=== Section Start ===

//! Game session - the spawn, fall, lock, clear, score cycle
//!
//! A [`GameSession`] owns the board, the randomizer and every piece of
//! bookkeeping for one game. Front ends drive it with two kinds of calls:
//!
//! - [`GameSession::press`] / [`GameSession::release`] for player inputs.
//!   Held left/right/soft-drop inputs auto-repeat through [`RepeatTimer`]s.
//! - [`GameSession::tick`] with the elapsed milliseconds since the last call.
//!   Gravity, auto-repeat and the speed bonus all advance from here.
//!
//! Everything that happens is queued as a [`GameEvent`]; drain the queue with
//! [`GameSession::take_events`].
//!
//! The active piece is always recorded on the board under its own
//! [`PieceId`], so every validity check passes that id as "self".

use std::fmt;

use tracing::{debug, info};

use crate::board::{Board, Occupant, PieceId};
use crate::config::SessionConfig;
use crate::ghost;
use crate::pieces::{self, Tetromino};
use crate::repeat::RepeatTimer;
use crate::rng::PieceQueue;
use crate::scoring::{self, SpeedBonus};
use crate::snapshot::{ActiveSnapshot, GameSnapshot};
use crate::types::{
    GameEvent, GameInput, LockSummary, PieceKind, Rotation, BOARD_HEIGHT, BOARD_WIDTH, MAX_LEVEL,
    SPAWN_X, SPAWN_Y,
};

/// Owner id for locked minos restored from a save. Live pieces start at 1.
const RESTORED_ID: PieceId = PieceId(0);

/// Where the session is in its cycle.
///
/// `Locking` and `LineClearing` only last for the duration of the call that
/// locks a piece; between calls a running session is `Falling`.
#[derive(Debug, Clone, Copy, PartialEq, Eq)]
pub enum Phase {
    Spawning,
    Falling,
    Locking,
    LineClearing,
    GameOver,
}

/// Result of a hold request.
#[derive(Debug, Clone, Copy, PartialEq, Eq)]
pub enum HoldOutcome {
    /// The active piece went to the hold slot.
    Swapped,
    /// This piece already used every swap.
    Exhausted,
    /// The incoming piece did not fit; nothing moved.
    Blocked,
    /// Paused, over, or nothing in play.
    Ignored,
}

/// Position of a piece as plain data.
#[derive(Debug, Clone, Copy, PartialEq, Eq)]
pub struct PieceState {
    pub kind: PieceKind,
    pub rotation: Rotation,
    pub x: i8,
    pub y: i8,
}

impl From<Tetromino> for PieceState {
    fn from(piece: Tetromino) -> Self {
        Self {
            kind: piece.kind,
            rotation: piece.rotation,
            x: piece.x,
            y: piece.y,
        }
    }
}

/// Everything needed to rebuild a session mid-game.
#[derive(Debug, Clone, PartialEq, Eq)]
pub struct ResumeState {
    pub score: u32,
    pub lines: u32,
    pub level: u8,
    /// Locked minos as `(kind, x, y)`.
    pub minos: Vec<(PieceKind, i8, i8)>,
    pub active: PieceState,
    pub next: PieceKind,
    pub held: Option<PieceKind>,
}

#[derive(Debug, Clone, Copy, PartialEq, Eq)]
pub enum ResumeError {
    MinoOutOfBounds { x: i8, y: i8 },
    DuplicateMino { x: i8, y: i8 },
    AnchorOutOfRange { x: i8, y: i8 },
    ActiveBlocked,
}

impl fmt::Display for ResumeError {
    fn fmt(&self, f: &mut fmt::Formatter<'_>) -> fmt::Result {
        match self {
            ResumeError::MinoOutOfBounds { x, y } => {
                write!(f, "locked mino at ({}, {}) is outside the board", x, y)
            }
            ResumeError::DuplicateMino { x, y } => {
                write!(f, "two locked minos share cell ({}, {})", x, y)
            }
            ResumeError::AnchorOutOfRange { x, y } => {
                write!(f, "active piece anchor ({}, {}) is far outside the board", x, y)
            }
            ResumeError::ActiveBlocked => write!(f, "active piece overlaps the board"),
        }
    }
}
//! Save slots and highscores through the facade, on a temp directory.

use blockfall::core::{GameSession, SessionConfig};
use blockfall::save::{HighscoreEntry, HighscoreTable, SaveStore, SavedGame};
use blockfall::types::GameInput;
use blockfall::AppConfig;

fn played_session(seed: u32, drops: usize) -> GameSession {
    let mut session = GameSession::new(SessionConfig::with_seed(seed));
    session.start();
    for i in 0..drops {
        if i % 2 == 0 {
            session.press(GameInput::MoveLeft);
            session.release(GameInput::MoveLeft);
        }
        session.hard_drop();
    }
    session
}

#[test]
fn quicksave_then_resume_in_a_new_store() {
    let dir = tempfile::tempdir().unwrap();
    let config = AppConfig::from_lookup(|key| {
        (key == "BLOCKFALL_DATA_DIR").then(|| dir.path().display().to_string())
    });

    let session = played_session(5, 6);
    assert!(!session.game_over());

    {
        let store = SaveStore::open(config.save_dir()).unwrap();
        let game = SavedGame::capture(&session, &config.player).unwrap();
        store.save("quicksave", &game).unwrap();
    }

    let store = SaveStore::open(config.save_dir()).unwrap();
    assert_eq!(store.list().unwrap(), vec!["quicksave"]);
    let mut resumed = store
        .load("quicksave")
        .unwrap()
        .resume(config.session_config(999))
        .unwrap();

    assert_eq!(resumed.seed(), 5);
    assert_eq!(resumed.score(), session.score());
    assert_eq!(resumed.lines(), session.lines());
    assert_eq!(resumed.snapshot().board, session.snapshot().board);
    assert_eq!(resumed.next_piece(), session.next_piece());

    let locked = resumed.pieces_locked();
    assert!(resumed.hard_drop());
    assert_eq!(resumed.pieces_locked(), locked + 1);
}

#[test]
fn edited_save_with_bad_mino_is_rejected() {
    let dir = tempfile::tempdir().unwrap();
    let store = SaveStore::open(dir.path()).unwrap();
    let mut game = SavedGame::capture(&played_session(9, 3), "ada").unwrap();
    game.minos[0].x = 10;
    store.save("edited", &game).unwrap();

    let err = store
        .load("edited")
        .unwrap()
        .resume(SessionConfig::default())
        .unwrap_err();
    assert!(format!("{:#}", err).contains("outside the board"));
}

#[test]
fn highscores_survive_a_restart() {
    let dir = tempfile::tempdir().unwrap();
    let path = dir.path().join("highscores.json");

    let mut table = HighscoreTable::load(&path);
    for (name, score) in [("ada", 500), ("bob", 1500), ("cy", 900)] {
        table.insert(HighscoreEntry {
            name: name.to_string(),
            score,
            lines: 0,
            achieved_at: blockfall::save::unix_now(),
        });
    }
    table.save(&path).unwrap();

    let reloaded = HighscoreTable::load(&path);
    let names: Vec<_> = reloaded.entries().iter().map(|e| e.name.as_str()).collect();
    assert_eq!(names, vec!["bob", "cy", "ada"]);
    assert_eq!(reloaded.best(), Some(1500));
}
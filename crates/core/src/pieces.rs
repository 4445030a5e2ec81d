//! Pieces module - tetromino shapes, placement validity and rotation
//!
//! Shapes are four mino offsets around a pivot mino, `y` pointing up. Each
//! rotation state turns the spawn shape a quarter turn counter-clockwise about
//! the pivot.
//!
//! Rotation uses a two-step wall correction rather than a kick table: if the
//! rotated cells do not fit, the piece is pushed back inside the walls/floor by
//! the largest overflow on each axis and tried once more against the other
//! pieces on the board.

use crate::board::{Board, PieceId};
use crate::types::{PieceKind, Rotation, BOARD_WIDTH, SPAWN_Y};

/// Offset of a single mino relative to the piece anchor
pub type MinoOffset = (i8, i8);

/// Shape of a piece - 4 mino offsets from the anchor
pub type PieceShape = [MinoOffset; 4];

/// Absolute board coordinates of a piece's 4 minos
pub type PieceCells = [(i8, i8); 4];

/// How a kind is allowed to rotate.
#[derive(Debug, Clone, Copy, PartialEq, Eq)]
pub enum RotationRule {
    /// Never rotates (O).
    Fixed,
    /// Toggles between the spawn state and one quarter turn (I, S, Z).
    Toggle,
    /// Cycles through all four states (T, J, L).
    Full,
}

pub fn rotation_rule(kind: PieceKind) -> RotationRule {
    match kind {
        PieceKind::O => RotationRule::Fixed,
        PieceKind::I | PieceKind::S | PieceKind::Z => RotationRule::Toggle,
        PieceKind::T | PieceKind::J | PieceKind::L => RotationRule::Full,
    }
}

/// Rotation state a rotate input would move to, or `None` if the kind is fixed.
pub fn next_rotation(kind: PieceKind, rotation: Rotation) -> Option<Rotation> {
    match rotation_rule(kind) {
        RotationRule::Fixed => None,
        RotationRule::Toggle => Some(match rotation {
            Rotation::R0 => Rotation::R90,
            _ => Rotation::R0,
        }),
        RotationRule::Full => Some(rotation.next()),
    }
}

fn spawn_shape(kind: PieceKind) -> PieceShape {
    match kind {
        PieceKind::I => [(-1, 0), (0, 0), (1, 0), (2, 0)],
        PieceKind::O => [(0, 0), (1, 0), (0, 1), (1, 1)],
        PieceKind::T => [(-1, 0), (0, 0), (1, 0), (0, 1)],
        PieceKind::S => [(-1, 0), (0, 0), (0, 1), (1, 1)],
        PieceKind::Z => [(-1, 1), (0, 1), (0, 0), (1, 0)],
        PieceKind::J => [(-1, 1), (-1, 0), (0, 0), (1, 0)],
        PieceKind::L => [(-1, 0), (0, 0), (1, 0), (1, 1)],
    }
}

/// Get the shape (mino offsets) for a piece kind and rotation
pub fn get_shape(kind: PieceKind, rotation: Rotation) -> PieceShape {
    let mut shape = spawn_shape(kind);
    for _ in 0..rotation.index() {
        for offset in shape.iter_mut() {
            // Quarter turn counter-clockwise about the pivot.
            *offset = (-offset.1, offset.0);
        }
    }
    shape
}

/// Whether an anchor is close enough to the board for its cells to be computed.
///
/// Every shape holds its pivot at `(0, 0)`, so a piece that fits has its anchor
/// on the grid or, while spawning, just above it.
pub fn is_anchor_in_range(x: i8, y: i8) -> bool {
    (-2..BOARD_WIDTH as i8 + 2).contains(&x) && (0..=SPAWN_Y + 2).contains(&y)
}

/// Absolute cells of `kind` in `rotation` anchored at `(x, y)`.
pub fn candidate_cells(kind: PieceKind, rotation: Rotation, x: i8, y: i8) -> PieceCells {
    get_shape(kind, rotation).map(|(dx, dy)| (x + dx, y + dy))
}

/// Every cell inside bounds and free or owned by one of `owners`.
pub fn is_valid_placement(board: &Board, cells: &[(i8, i8)], owners: &[PieceId]) -> bool {
    cells
        .iter()
        .all(|&(x, y)| board.is_inside_bounds(x, y) && board.is_cell_free(x, y, owners))
}

/// Translation that brings out-of-bounds cells back inside the walls and floor.
///
/// Only the largest overflow per axis counts, so two minos past the same wall
/// do not double-correct. `x` is positive when pushing right (left wall
/// overflow) and negative when pushing left; `y` is only ever pushed up.
pub fn units_to_move(cells: &[(i8, i8)]) -> (i8, i8) {
    let max_x = BOARD_WIDTH as i8 - 1;
    let (mut dx, mut dy) = (0i8, 0i8);
    for &(x, y) in cells {
        if x < 0 {
            dx = dx.max(-x);
        } else if x > max_x {
            dx = dx.min(max_x - x);
        }
        if y < 0 {
            dy = dy.max(-y);
        }
    }
    (dx, dy)
}

/// Active falling piece
#[derive(Debug, Clone, Copy, PartialEq, Eq, Hash)]
pub struct Tetromino {
    pub id: PieceId,
    pub kind: PieceKind,
    pub rotation: Rotation,
    pub x: i8,
    pub y: i8,
}

impl Tetromino {
    pub fn new(id: PieceId, kind: PieceKind, x: i8, y: i8) -> Self {
        Self {
            id,
            kind,
            rotation: Rotation::R0,
            x,
            y,
        }
    }

    pub fn shape(&self) -> PieceShape {
        get_shape(self.kind, self.rotation)
    }

    pub fn cells(&self) -> PieceCells {
        candidate_cells(self.kind, self.rotation, self.x, self.y)
    }

    /// Same piece shifted by `(dx, dy)`.
    pub fn shifted(&self, dx: i8, dy: i8) -> Self {
        Self {
            x: self.x + dx,
            y: self.y + dy,
            ..*self
        }
    }

    /// Valid where it stands, ignoring its own cells.
    pub fn fits(&self, board: &Board) -> bool {
        is_valid_placement(board, &self.cells(), &[self.id])
    }

    /// Any mino above the skyline.
    pub fn is_above_skyline(&self, board: &Board) -> bool {
        let top = board.height() as i8 - 1;
        self.cells().iter().any(|&(_, y)| y > top)
    }
}

/// Try to rotate `piece` on `board`.
///
/// 1. Candidate state at the current anchor; commit if valid.
/// 2. Otherwise compute [`units_to_move`] for the candidate cells. A zero
///    vector means the rotation is blocked.
/// 3. Apply the correction and re-validate against everything but the piece
///    itself; blocked means the whole attempt is abandoned.
///
/// Returns the rotated (and possibly corrected) piece, or `None` when the
/// rotation fails. The caller's piece is never modified.
pub fn try_rotate(board: &Board, piece: &Tetromino) -> Option<Tetromino> {
    let rotation = next_rotation(piece.kind, piece.rotation)?;
    let rotated = Tetromino { rotation, ..*piece };

    if rotated.fits(board) {
        return Some(rotated);
    }

    let (dx, dy) = units_to_move(&rotated.cells());
    if dx == 0 && dy == 0 {
        return None;
    }

    let corrected = rotated.shifted(dx, dy);
    if corrected.fits(board) {
        Some(corrected)
    } else {
        None
    }
}
//! Held-input auto-repeat.
//!
//! A press acts on the first tick. While the input stays held, nothing
//! happens until the hold delay has accumulated; after that it acts once every
//! repeat interval. Time is accumulated before it is compared, so each
//! threshold is crossed on the tick *after* the one that reaches it.

/// Two chained countdowns for one input axis.
#[derive(Debug, Clone, Copy, PartialEq, Eq)]
pub struct RepeatTimer {
    hold_delay_ms: u32,
    repeat_interval_ms: u32,
    moved_immediate: bool,
    wait_ms: u32,
    repeat_ms: u32,
}

impl RepeatTimer {
    pub fn new(hold_delay_ms: u32, repeat_interval_ms: u32) -> Self {
        Self {
            hold_delay_ms,
            repeat_interval_ms,
            moved_immediate: false,
            wait_ms: 0,
            repeat_ms: 0,
        }
    }

    /// Advance while the input is held. Returns true when it should act.
    pub fn step(&mut self, elapsed_ms: u32) -> bool {
        if self.moved_immediate {
            if self.wait_ms < self.hold_delay_ms {
                self.wait_ms = self.wait_ms.saturating_add(elapsed_ms);
                return false;
            }
            if self.repeat_ms < self.repeat_interval_ms {
                self.repeat_ms = self.repeat_ms.saturating_add(elapsed_ms);
                return false;
            }
        } else {
            self.moved_immediate = true;
        }
        self.repeat_ms = 0;
        true
    }

    /// Input released, or a new piece took over.
    pub fn reset(&mut self) {
        self.moved_immediate = false;
        self.wait_ms = 0;
        self.repeat_ms = 0;
    }

    pub fn is_repeating(&self) -> bool {
        self.moved_immediate && self.wait_ms >= self.hold_delay_ms
    }
}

=== Section End ===

### EXERCISE REQUIREMENTS
The required output is the exact run of lines from the beginning of the listing above to the line that contains "for player inputs.", inclusive of both.

### RESULT
//! Game session - the spawn, fall, lock, clear, score cycle
//!
//! A [`GameSession`] owns the board, the randomizer and every piece of
//! bookkeeping for one game. Front ends drive it with two kinds of calls:
//!
//! - [`GameSession::press`] / [`GameSession::release`] for player inputs.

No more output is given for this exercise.